INPUT →
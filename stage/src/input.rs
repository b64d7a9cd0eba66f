//! Input model: pointer buttons, modifier keys, keys and pointer events.
//!
//! These are the host-independent shapes of the DOM events the stage reacts
//! to. The host translates `PointerEvent.button` / `movementX` / `movementY`
//! and `KeyboardEvent.key` into these types before handing them to a
//! [`crate::surface::Surface`].

#[cfg(test)]
#[path = "input_test.rs"]
mod input_test;

use serde::Deserialize;

use crate::geom::Delta;

/// Keyboard/mouse modifier keys held during an event.
#[allow(clippy::struct_excessive_bools)]
#[derive(Debug, Clone, Copy, Default, PartialEq, Eq, Deserialize)]
#[serde(default)]
pub struct Modifiers {
    /// Shift key is held.
    pub shift: bool,
    /// Ctrl key is held.
    pub ctrl: bool,
    /// Alt / Option key is held.
    pub alt: bool,
    /// Meta / Command key is held.
    pub meta: bool,
}

/// Mouse button identifier.
#[derive(Debug, Clone, Copy, PartialEq, Eq, Default, Deserialize)]
#[serde(rename_all = "lowercase")]
pub enum Button {
    /// Left mouse button (or single-finger tap).
    #[default]
    Primary,
    /// Middle mouse button (scroll wheel click).
    Middle,
    /// Right mouse button (or two-finger tap).
    Secondary,
}

impl Button {
    /// Map a DOM `MouseEvent.button` index. Unknown indices (back/forward) map to `None`.
    #[must_use]
    pub fn from_dom(index: i16) -> Option<Self> {
        match index {
            0 => Some(Self::Primary),
            1 => Some(Self::Middle),
            2 => Some(Self::Secondary),
            _ => None,
        }
    }
}

/// A keyboard key as reported by the browser (e.g. `"h"`, `"+"`, `"Escape"`).
#[derive(Debug, Clone, PartialEq, Eq)]
pub struct Key(pub String);

impl Key {
    /// Canonical lowercase name with shifted/unshifted aliases folded together.
    #[must_use]
    pub fn normalized(&self) -> String {
        normalize_key_name(&self.0)
    }
}

/// Fold a key name onto the names used in shortcut strings.
pub(crate) fn normalize_key_name(raw: &str) -> String {
    match raw {
        "+" | "=" => "plus".to_owned(),
        "-" | "_" => "minus".to_owned(),
        "!" => "1".to_owned(),
        "@" => "2".to_owned(),
        other => other.to_lowercase(),
    }
}

/// A pointer event as seen by tools.
///
/// Only the relative movement matters to the pan tool; absolute positions
/// are the renderer's concern.
#[derive(Debug, Clone, Copy, PartialEq, Default)]
pub struct PointerEvent {
    /// Button that triggered the event (for move events, the primary button).
    pub button: Button,
    /// Movement since the previous pointer event, in CSS pixels.
    pub movement: Delta,
    /// Modifier keys held during the event.
    pub modifiers: Modifiers,
}

impl PointerEvent {
    /// A pointer-down or pointer-up event for `button`.
    #[must_use]
    pub fn button(button: Button) -> Self {
        Self { button, ..Self::default() }
    }

    /// A pointer-move event carrying `movementX` / `movementY`.
    #[must_use]
    pub fn movement(dx: f64, dy: f64) -> Self {
        Self { movement: Delta::new(dx, dy), ..Self::default() }
    }
}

TASK STATEMENT → Give back every line of the listing where the word "Modifiers" shows up.

SOLUTION TO THIS TASK →
pub struct Modifiers {
    pub modifiers: Modifiers,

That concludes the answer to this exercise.